Design and construction
- Architect: Patrick Joseph Brady

= Belturbet Town Hall =

Municipal building in Belturbet, County Cavan, Ireland

Belturbet Town Hall (Halla an Bhaile Béal Tairbirt) is a municipal building in The Diamond in Belturbet, County Cavan, Ireland. It is currently used as a community centre and as a library.

==History==
The first municipal building in the town was a market house which may have dated back to the Plantation of Ulster in the early 17th century. It was arcaded on the ground floor, so that markets could be held, with an assembly room, used for meetings of the corporation, on the first floor. It had a jail in the basement and a tall belfry in the centre of the roof.

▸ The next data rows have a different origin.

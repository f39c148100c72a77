use crate::services::simulation_types::SimulationReport;
use crate::services::sweep::{SweepResult, best_result, results_by_run};

pub fn format_simulation_report(report: &SimulationReport) -> String {
    let seed = match report.seed {
        Some(value) => value.to_string(),
        None => "random".to_string(),
    };
    let mode = if report.fast_run { "fast" } else { "full" };
    let stats = &report.avg_stats;

    let mut lines = Vec::new();
    lines.push("Simulation Report".to_string());
    lines.push(format!("Number of breaks: {}", report.num_breaks));
    lines.push(format!("Iterations: {}", report.iterations));
    lines.push(format!("Run mode: {mode}"));
    lines.push(format!("Seed: {seed}"));
    lines.push(format!("Average yearly profit: {:.2}", report.avg_profit));
    lines.push(format!("Years to profit: {}", report.years_to_profit));
    lines.push(String::new());
    lines.push("Placements per year:".to_string());
    lines.push("Kind | Count".to_string());
    lines.push("-----|------".to_string());
    lines.push(format_stat_row("Not added", stats.not_added));
    lines.push(format_stat_row("Immediately added", stats.immediately_added));
    lines.push(format_stat_row("Not immediately added", stats.not_immediately_added));
    lines.push(format_stat_row("Full addition", stats.full_addition));
    lines.push(format_stat_row("Partial addition", stats.partial_addition));

    lines.join("\n")
}

fn format_stat_row(label: &str, value: f64) -> String {
    format!("{label} | {value:.1}")
}

/// One table per run, followed by the most profitable break count.
pub fn format_sweep_tables(results: &[SweepResult]) -> String {
    let mut lines = Vec::new();
    for (run, rows) in results_by_run(results) {
        let group = &rows[0].group;
        lines.push(format!("Run {run}"));
        lines.push(format!(
            "Price per Min: {}, Cost per Min: {}, Speaking Time: {}, Ads Percent: {}",
            group.cost.price_per_min,
            group.cost.cost_per_min,
            group.session.speaking_time,
            group.session.ads_percent
        ));
        lines.push(format!(
            "Erlang Mean: {}, Duration: {}-{}, Partial Coefficient: {}, Late Coefficient: {}",
            group.time.erlang_mean,
            group.time.duration_low,
            group.time.duration_high,
            group.cost.partial_addition_coefficient,
            group.cost.late_addition_coefficient
        ));
        lines.push("Breaks | Total Profit | Years".to_string());
        lines.push("-------|--------------|------".to_string());
        for row in rows {
            lines.push(format!(
                "{} | {:.2} | {}",
                row.num_breaks,
                row.total_profit(),
                row.years_to_profit
            ));
        }
        lines.push(String::new());
    }

    match best_result(results) {
        Some(best) if best.avg_profit > 0.0 => lines.push(format!(
            "Max profit of {:.2} achieved with {} breaks (run {}).",
            best.avg_profit, best.num_breaks, best.run
        )),
        _ => lines.push("No profitable configuration found.".to_string()),
    }

    lines.join("\n")
}
use std::fmt;

use serde::{Serialize, Serializer};

use crate::domain::statistics::{AveragePlacementStats, PlacementStats};

/// Result of one simulated broadcast day.
#[derive(Debug, Clone, PartialEq)]
pub struct DailyOutcome {
    pub revenue: f64,
    pub operating_cost: f64,
    pub profit: f64,
    pub placed_minutes: f64,
    pub advertisements: usize,
    pub stats: PlacementStats,
}

#[derive(Debug, Clone, PartialEq)]
pub struct YearlyEstimate {
    pub profit: f64,
    pub stats: PlacementStats,
}

/// Years needed to recover the initial investment.
#[derive(Debug, Clone, Copy, PartialEq, Eq)]
pub enum Payback {
    Years(u64),
    NotProfitable,
}

impl Payback {
    /// `floor(initial_cost / average_profit) + 1` years, or
    /// [`Payback::NotProfitable`] when the average profit is not positive.
    /// Horizons beyond `u64::MAX` saturate.
    pub fn from_average_profit(initial_cost: f64, average_profit: f64) -> Self {
        if average_profit > 0.0 {
            let whole_years = (initial_cost / average_profit).floor() as u64;
            Payback::Years(whole_years.saturating_add(1))
        } else {
            Payback::NotProfitable
        }
    }
}

impl fmt::Display for Payback {
    fn fmt(&self, f: &mut fmt::Formatter<'_>) -> fmt::Result {
        match self {
            Payback::Years(years) => write!(f, "{years}"),
            Payback::NotProfitable => write!(f, "no"),
        }
    }
}

impl Serialize for Payback {
    fn serialize<S: Serializer>(&self, serializer: S) -> Result<S::Ok, S::Error> {
        match self {
            Payback::Years(years) => serializer.serialize_u64(*years),
            Payback::NotProfitable => serializer.serialize_str("no"),
        }
    }
}

#[derive(Serialize, Debug, Clone)]
pub struct SimulationReport {
    pub num_breaks: usize,
    pub iterations: usize,
    pub fast_run: bool,
    pub seed: Option<u64>,
    pub avg_profit: f64,
    pub years_to_profit: Payback,
    pub avg_stats: AveragePlacementStats,
    pub yearly_profits: Vec<f64>,
}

In March 1689, during the Williamite War in Ireland, two Williamite officers, Captain Wolstan Dixie, who was the son of Edward Dixie, the Dean of Kilmore, and Lieutenant William Charleton, were captured and executed on the orders of the 3rd Viscount Galmoye, the Jacobite leader, and their severed heads were placed on the roof of the market house. The corporation of Belturbet was dissolved under the Municipal Corporations (Ireland) Act 1840.

By the early 20th century, the market house was dilapidated and the town commissioners decided to demolish it and to erect a town hall on the site. The new building was designed by Patrick Joseph Brady in the neoclassical style, built in brick with panelling on the ground floor and a cement render finish on the first floor, and was completed in 1928.

The design involved a symmetrical main frontage of seven bays facing onto The Diamond. The central bay featured a doorway flanked by pilasters supporting an entablature. The other bays on the ground floor were fenestrated by small round headed windows, while all the bays on the first floor were fenestrated by tall square headed windows. The central section of three bays, which was slightly recessed, and the outer sections of two bays each were flanked by full height pilasters supporting a modillioned cornice and a parapet. There was a small central pediment, with a clock in the tympanum, over the central bay.

The building continued to serve as a community events venue for much of the 20th century. However, by the early 21st century, although the building was being used by the Convent of Mercy National School and other organisations for auditions and dancing classes, the fabric of the building was in a poor condition and the floors were dangerous.

An extensive programme of refurbishment works, which involved accommodating a community centre and a new library, was subsequently undertaken. The works also involved the creation of a new curved glass extension, intended to encase some medieval foundations, which were discovered at the rear of the building. The works were carried out by J. J. McCauley to a design by Gaffney & Cullivan and financed by the International Fund for Ireland, the Department for the Environment, Community and Local Government and Cavan County Council. The community centre was intended to commemorate the lives of Geraldine O'Reilly, from Belturbet, and Patrick Stanley, from Clara, who were killed by a Loyalist car bomb in Belturbet on 28 December 1972. After the works had been completed the building was re-opened by the Minister for the Environment, Community and Local Government, Phil Hogan, in June 2014.